Jack is unabashedly happy to see Emily, but then, Jack is in elementary school, and was told she had to go away for a long vacation. Still, it’s a nice change from the sluggish, infected wound Morgan represents, and the open, gushing ones so evident in Reid and Garcia. She thinks Rossi suspected. In any case, he has accepted her reappearance with gratitude and an equanimity which makes it easy to be around him, something she is not currently taking for granted.
She picks Jack up and rests him on her hip as he tells her all about his day, about the project he made in art and the fact that he got one hundred percent on his addition assignment. He is too big to be held like this anymore, but she can’t seem to let go, to give up the feel of tiny arms clutching at her neck and gold-blond hair tickling at her cheek.
She looks over to where Aaron is still in the kitchen, finishing dinner. There are bruises under his eyes, and his face is drawn tighter over bone than it should be. It is still the face of the man she loves, whether or not he always deserves it. Emily has found that emotions which run as deep as love rarely have anything to do with sense or propriety or just deserts. She smiles at him, mouths, “Hey.”
He smiles back, and she knows, somehow—not in a way she could verbalize or explain, but as surely as she knows anything—that he is smiling at her, not her with his son, not his son, but her. And she also knows, that as backward as it is, if he asked her to give this up again, give him up again, she could not do it, not after this.

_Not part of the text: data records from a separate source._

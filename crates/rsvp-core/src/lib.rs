//! RSVP Core — shared abstractions.
//!
//! This crate defines the traits and types that the booking context and the
//! collaborator crates depend on. It contains no infrastructure code.

pub mod clock;
pub mod command;
pub mod error;
pub mod mailer;
pub mod store;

When Aaron has put Jack to bed, he goes to find Emily. There is a patch of her skin still wet from her momentary interruption of bath time, in which she handed Aaron his phone. He laughs and swipes his thumb over the spot on her neck. “Sorry. He’s a menace with water, that one.”
“I’ve missed him,” she says, her eyes dancing. “I’ve missed—“
He waits out her silence until he is sure she won’t—can’t—say anymore. He says, “Yes,” and “I shouldn’t have—“ and “Emily, I’m sor—“
She shakes her head. “Don’t. There’s been more than enough politics and ghosts between us. I won’t make room for recriminations.”
He nods slowly, his hand moving to the back of her neck, pulling her in. He whispers, “Stay, tonight. Don’t go.” Please.
She laughs shortly. “I was staying whether you asked or not.”
He takes a breath. It doesn’t catch. “Good,” he tells her. “Good.”
She kisses the last of his approval away.